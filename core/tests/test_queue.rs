#[cfg(test)]
mod tests {
    use proptest::prelude::*;
    use codec_regress::stream::{ByteQueue, QueueError};

    #[test]
    fn rows_come_out_in_append_order() {
        let mut q = ByteQueue::new();
        q.append(b"AABB").unwrap();
        q.append(b"CCDD").unwrap();

        assert_eq!(&q.consume(5).unwrap()[..], b"AABBC");
        assert_eq!(q.len(), 3);
        assert_eq!(&q.consume(3).unwrap()[..], b"CDD");
        assert!(q.is_empty());
    }

    #[test]
    fn empty_append_is_noop() {
        let mut q = ByteQueue::new();
        q.append(&[]).unwrap();
        assert!(q.is_empty());
        assert_eq!(q.total_appended(), 0);
    }

    #[test]
    fn consume_zero_on_empty_queue() {
        let mut q = ByteQueue::new();
        assert!(q.consume(0).unwrap().is_empty());
    }

    #[test]
    fn underflow_leaves_queue_untouched() {
        let mut q = ByteQueue::new();
        q.append(b"xyz").unwrap();
        let err = q.consume(4).unwrap_err();
        assert_eq!(err, QueueError::Underflow { requested: 4, available: 3 });
        assert_eq!(q.len(), 3);
        assert_eq!(&q.consume(3).unwrap()[..], b"xyz");
    }

    #[test]
    fn limit_rejects_whole_append() {
        let mut q = ByteQueue::with_limit(6);
        q.append(b"abcd").unwrap();
        let err = q.append(b"efg").unwrap_err();
        assert_eq!(err, QueueError::AllocationError { requested: 3, buffered: 4, limit: 6 });
        assert_eq!(q.len(), 4);

        // room frees up once the head is consumed
        q.consume(2).unwrap();
        q.append(b"efg").unwrap();
        assert_eq!(&q.consume(5).unwrap()[..], b"cdefg");
    }

    proptest! {
        #[test]
        fn prop_fifo_concatenation(
            chunks in prop::collection::vec(prop::collection::vec(any::<u8>(), 0..64), 0..16),
            take in prop::collection::vec(1usize..48, 0..32),
        ) {
            let mut q = ByteQueue::new();
            let mut expected = Vec::new();
            for c in &chunks {
                q.append(c).unwrap();
                expected.extend_from_slice(c);
            }

            let mut got = Vec::new();
            for n in take {
                let n = n.min(q.len());
                got.extend_from_slice(&q.consume(n).unwrap());
            }
            let rest = q.len();
            got.extend_from_slice(&q.consume(rest).unwrap());

            prop_assert_eq!(got, expected);
        }

        #[test]
        fn prop_len_conserved(
            ops in prop::collection::vec((any::<bool>(), 0usize..32), 0..64),
        ) {
            let mut q = ByteQueue::new();
            for (is_append, n) in ops {
                if is_append {
                    q.append(&vec![0x5A; n]).unwrap();
                } else {
                    let n = n.min(q.len());
                    q.consume(n).unwrap();
                }
                prop_assert_eq!(q.len() as u64, q.total_appended() - q.total_consumed());
            }
        }
    }
}
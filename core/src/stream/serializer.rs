use crate::media::frame::{Frame, Plane};
use crate::stream::queue::{ByteQueue, QueueError};

/// Flattens a frame's planes, in {Y, U, V} order, into tightly packed rows.
///
/// Only `width` bytes of each row are copied; the `stride - width` padding is
/// dropped. The frame buffer is borrowed, so everything is copied out before
/// the decoder callback returns.
#[derive(Debug, Default, Clone, Copy)]
pub struct PlaneSerializer;

impl PlaneSerializer {
    /// Append one plane row by row. Returns bytes appended.
    pub fn write_plane(plane: &Plane<'_>, out: &mut ByteQueue) -> Result<usize, QueueError> {
        out.ensure_room(plane.packed_len())?;
        for row in plane.rows() {
            out.append(row)?;
        }
        Ok(plane.packed_len())
    }

    /// Append a whole frame. The room check covers all three planes up front,
    /// so a frame is either fully queued or not at all.
    pub fn write_frame(frame: &Frame<'_>, out: &mut ByteQueue) -> Result<usize, QueueError> {
        out.ensure_room(frame.packed_len())?;
        let mut written = 0;
        for plane in frame.planes() {
            written += Self::write_plane(plane, out)?;
        }
        Ok(written)
    }

    /// Packed representation as an owned buffer.
    pub fn to_vec(frame: &Frame<'_>) -> Vec<u8> {
        let mut out = Vec::with_capacity(frame.packed_len());
        for plane in frame.planes() {
            for row in plane.rows() {
                out.extend_from_slice(row);
            }
        }
        out
    }
}

#[cfg(test)]
mod tests {
    use super::*;
    use crate::media::frame::PlaneKind;

    #[test]
    fn strips_padding_per_row() {
        // width 2, stride 3: '.' is padding
        let y = b"ab.cd.";
        let u = b"e";
        let v = b"f";
        let frame = Frame::new(
            Plane::new(PlaneKind::Y, y, 2, 2, 3).unwrap(),
            Plane::new(PlaneKind::U, u, 1, 1, 1).unwrap(),
            Plane::new(PlaneKind::V, v, 1, 1, 1).unwrap(),
        );

        let mut q = ByteQueue::new();
        assert_eq!(PlaneSerializer::write_frame(&frame, &mut q).unwrap(), 6);
        assert_eq!(&q.consume(6).unwrap()[..], b"abcdef");
        assert_eq!(PlaneSerializer::to_vec(&frame), b"abcdef".to_vec());
    }

    #[test]
    fn frame_that_does_not_fit_leaves_queue_untouched() {
        let y = [1u8; 4];
        let c = [2u8; 1];
        let frame = Frame::new(
            Plane::new(PlaneKind::Y, &y, 2, 2, 2).unwrap(),
            Plane::new(PlaneKind::U, &c, 1, 1, 1).unwrap(),
            Plane::new(PlaneKind::V, &c, 1, 1, 1).unwrap(),
        );

        let mut q = ByteQueue::with_limit(5);
        assert!(PlaneSerializer::write_frame(&frame, &mut q).is_err());
        assert!(q.is_empty());
    }
}
//! digest: order-sensitive content digest over the encoder's output.

pub mod types;
pub mod accumulator;

pub use types::*;
pub use accumulator::*;
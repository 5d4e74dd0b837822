//! stream/queue.rs
//! FIFO byte buffer between the frame serializer and the pull adapter.
//!
//! Invariant: `len() == total_appended() - total_consumed()`.
//! Storage is a `BytesMut`; `consume` splits the head off in O(1) and hands it
//! out as frozen `Bytes`, so consumed bytes are never copied twice.

use bytes::{Bytes, BytesMut};
use thiserror::Error;

use crate::constants::DEFAULT_QUEUE_LIMIT;

#[derive(Debug, Error, PartialEq, Eq)]
pub enum QueueError {
    /// Appending would push the queue past its byte limit. Nothing was appended.
    #[error("allocation failed: {requested} more bytes on top of {buffered} exceeds limit {limit}")]
    AllocationError { requested: usize, buffered: usize, limit: usize },

    /// Caller asked for more bytes than are buffered.
    #[error("queue underflow: requested {requested}, available {available}")]
    Underflow { requested: usize, available: usize },
}

#[derive(Debug)]
pub struct ByteQueue {
    buf: BytesMut,
    limit: usize,
    appended: u64,
    consumed: u64,
}

impl Default for ByteQueue {
    fn default() -> Self {
        Self::new()
    }
}

impl ByteQueue {
    pub fn new() -> Self {
        Self::with_limit(DEFAULT_QUEUE_LIMIT)
    }

    /// Queue refusing to hold more than `limit` bytes at once.
    pub fn with_limit(limit: usize) -> Self {
        Self {
            buf: BytesMut::new(),
            limit,
            appended: 0,
            consumed: 0,
        }
    }

    /// Check that `additional` bytes fit without appending anything.
    pub fn ensure_room(&self, additional: usize) -> Result<(), QueueError> {
        match self.buf.len().checked_add(additional) {
            Some(total) if total <= self.limit => Ok(()),
            _ => Err(QueueError::AllocationError {
                requested: additional,
                buffered: self.buf.len(),
                limit: self.limit,
            }),
        }
    }

    /// Copy `bytes` to the tail. All or nothing.
    pub fn append(&mut self, bytes: &[u8]) -> Result<(), QueueError> {
        self.ensure_room(bytes.len())?;
        self.buf.extend_from_slice(bytes);
        self.appended += bytes.len() as u64;
        Ok(())
    }

    /// Remove and return the first `n` bytes.
    pub fn consume(&mut self, n: usize) -> Result<Bytes, QueueError> {
        if n > self.buf.len() {
            return Err(QueueError::Underflow {
                requested: n,
                available: self.buf.len(),
            });
        }
        self.consumed += n as u64;
        Ok(self.buf.split_to(n).freeze())
    }

    #[inline]
    pub fn len(&self) -> usize {
        self.buf.len()
    }

    #[inline]
    pub fn is_empty(&self) -> bool {
        self.buf.is_empty()
    }

    pub fn limit(&self) -> usize {
        self.limit
    }

    pub fn total_appended(&self) -> u64 {
        self.appended
    }

    pub fn total_consumed(&self) -> u64 {
        self.consumed
    }
}

#[cfg(test)]
mod tests {
    use super::*;

    #[test]
    fn two_rows_then_partial_consume() {
        let mut q = ByteQueue::new();
        q.append(b"AABB").unwrap();
        q.append(b"CCDD").unwrap();
        assert_eq!(q.len(), 8);

        let head = q.consume(5).unwrap();
        assert_eq!(&head[..], b"AABBC");
        assert_eq!(q.len(), 3);
        assert_eq!(&q.consume(3).unwrap()[..], b"CDD");
        assert!(q.is_empty());
    }

    #[test]
    fn over_consume_is_underflow() {
        let mut q = ByteQueue::new();
        q.append(b"xyz").unwrap();
        assert_eq!(
            q.consume(4).unwrap_err(),
            QueueError::Underflow { requested: 4, available: 3 }
        );
        // nothing was removed
        assert_eq!(q.len(), 3);
    }

    #[test]
    fn limit_rejects_whole_append() {
        let mut q = ByteQueue::with_limit(6);
        q.append(b"abcd").unwrap();
        let err = q.append(b"efg").unwrap_err();
        assert_eq!(err, QueueError::AllocationError { requested: 3, buffered: 4, limit: 6 });
        assert_eq!(q.len(), 4);
        assert_eq!(q.total_appended(), 4);
    }

    #[test]
    fn consume_zero_is_empty() {
        let mut q = ByteQueue::new();
        assert!(q.consume(0).unwrap().is_empty());
    }
}
use std::fmt;
use serde::{Deserialize, Serialize};
use sha1::Digest as _;
use sha1::Sha1;
use sha2::{Sha256, Sha512};
use thiserror::Error;

use crate::constants::DEFAULT_DIGEST_ALG;

/// Digest-related errors.
#[derive(Debug, Error, PartialEq, Eq)]
pub enum DigestError {
    #[error("invalid hex digest {input:?}: {reason}")]
    InvalidHex { input: String, reason: String },

    #[error("{alg} digest must be {expected} bytes, got {actual}")]
    InvalidLength { alg: DigestAlg, expected: usize, actual: usize },

    #[error("digest algorithm mismatch: expected {expected}, computed {actual}")]
    AlgorithmMismatch { expected: DigestAlg, actual: DigestAlg },
}

/// Supported digest algorithms (extensible).
#[derive(Copy, Clone, Debug, PartialEq, Eq, Hash, Serialize, Deserialize)]
#[serde(rename_all = "lowercase")]
pub enum DigestAlg {
    Sha1,
    Sha256,
    Sha512,
    Blake3, // UNKEYED Blake3
}

impl Default for DigestAlg {
    fn default() -> Self {
        DEFAULT_DIGEST_ALG
    }
}

impl DigestAlg {
    /// Digest length in bytes.
    pub const fn output_len(self) -> usize {
        match self {
            DigestAlg::Sha1 => 20,
            DigestAlg::Sha256 => 32,
            DigestAlg::Sha512 => 64,
            DigestAlg::Blake3 => 32,
        }
    }
}

impl fmt::Display for DigestAlg {
    fn fmt(&self, f: &mut fmt::Formatter<'_>) -> fmt::Result {
        let name = match self {
            DigestAlg::Sha1 => "sha1",
            DigestAlg::Sha256 => "sha256",
            DigestAlg::Sha512 => "sha512",
            DigestAlg::Blake3 => "blake3",
        };
        f.write_str(name)
    }
}

/// Internal hashing state.
pub enum DigestState {
    Sha1(Sha1),
    Sha256(Sha256),
    Sha512(Sha512),
    Blake3(blake3::Hasher),
}

impl DigestState {
    pub fn new(alg: DigestAlg) -> Self {
        match alg {
            DigestAlg::Sha1 => DigestState::Sha1(Sha1::new()),
            DigestAlg::Sha256 => DigestState::Sha256(Sha256::new()),
            DigestAlg::Sha512 => DigestState::Sha512(Sha512::new()),
            DigestAlg::Blake3 => DigestState::Blake3(blake3::Hasher::new()),
        }
    }

    #[inline]
    pub fn update(&mut self, data: &[u8]) {
        match self {
            DigestState::Sha1(h) => h.update(data),
            DigestState::Sha256(h) => h.update(data),
            DigestState::Sha512(h) => h.update(data),
            DigestState::Blake3(h) => {
                h.update(data);
            }
        }
    }

    #[inline]
    pub fn finalize(self) -> Vec<u8> {
        match self {
            DigestState::Sha1(h) => h.finalize().to_vec(),
            DigestState::Sha256(h) => h.finalize().to_vec(),
            DigestState::Sha512(h) => h.finalize().to_vec(),
            DigestState::Blake3(h) => h.finalize().as_bytes().to_vec(),
        }
    }
}

/// Finalized digest of an ordered byte stream.
#[derive(Debug, Clone, PartialEq, Eq, Hash)]
pub struct Digest {
    alg: DigestAlg,
    bytes: Vec<u8>,
}

impl Digest {
    pub fn new(alg: DigestAlg, bytes: Vec<u8>) -> Result<Self, DigestError> {
        if bytes.len() != alg.output_len() {
            return Err(DigestError::InvalidLength {
                alg,
                expected: alg.output_len(),
                actual: bytes.len(),
            });
        }
        Ok(Self { alg, bytes })
    }

    /// One-shot digest of a contiguous buffer.
    pub fn of(alg: DigestAlg, data: &[u8]) -> Self {
        let mut state = DigestState::new(alg);
        state.update(data);
        Self::from_state(alg, state)
    }

    /// Length is fixed by the algorithm, so no check is needed here.
    pub(crate) fn from_state(alg: DigestAlg, state: DigestState) -> Self {
        Self { alg, bytes: state.finalize() }
    }

    pub fn alg(&self) -> DigestAlg {
        self.alg
    }

    pub fn as_bytes(&self) -> &[u8] {
        &self.bytes
    }

    /// Lowercase hex rendering.
    pub fn to_hex(&self) -> String {
        hex::encode(&self.bytes)
    }
}

impl fmt::Display for Digest {
    fn fmt(&self, f: &mut fmt::Formatter<'_>) -> fmt::Result {
        f.write_str(&self.to_hex())
    }
}

/// Recorded digest, parsed once up front so comparison is byte-exact.
#[derive(Debug, Clone, PartialEq, Eq)]
pub struct ExpectedDigest {
    alg: DigestAlg,
    bytes: Vec<u8>,
}

impl ExpectedDigest {
    /// Parse a hex string (either case, surrounding whitespace ignored).
    pub fn parse(alg: DigestAlg, hex_str: &str) -> Result<Self, DigestError> {
        let trimmed = hex_str.trim();
        let bytes = hex::decode(trimmed).map_err(|e| DigestError::InvalidHex {
            input: trimmed.to_string(),
            reason: e.to_string(),
        })?;
        if bytes.len() != alg.output_len() {
            return Err(DigestError::InvalidLength {
                alg,
                expected: alg.output_len(),
                actual: bytes.len(),
            });
        }
        Ok(Self { alg, bytes })
    }

    pub fn alg(&self) -> DigestAlg {
        self.alg
    }

    pub fn as_bytes(&self) -> &[u8] {
        &self.bytes
    }

    pub fn to_hex(&self) -> String {
        hex::encode(&self.bytes)
    }

    /// Exact comparison against a computed digest.
    pub fn verify(&self, actual: &Digest) -> Result<bool, DigestError> {
        if self.alg != actual.alg() {
            return Err(DigestError::AlgorithmMismatch {
                expected: self.alg,
                actual: actual.alg(),
            });
        }
        Ok(self.bytes == actual.as_bytes())
    }
}

impl fmt::Display for ExpectedDigest {
    fn fmt(&self, f: &mut fmt::Formatter<'_>) -> fmt::Result {
        f.write_str(&self.to_hex())
    }
}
__________
▶ Work request
Check each line of the listing for "impl", and copy the ones that hold it.

▶ Response to this exercise
impl PlaneSerializer {
impl Default for ByteQueue {
impl ByteQueue {
impl Default for DigestAlg {
impl DigestAlg {
impl fmt::Display for DigestAlg {
impl DigestState {
impl Digest {
impl fmt::Display for Digest {
impl ExpectedDigest {
impl fmt::Display for ExpectedDigest {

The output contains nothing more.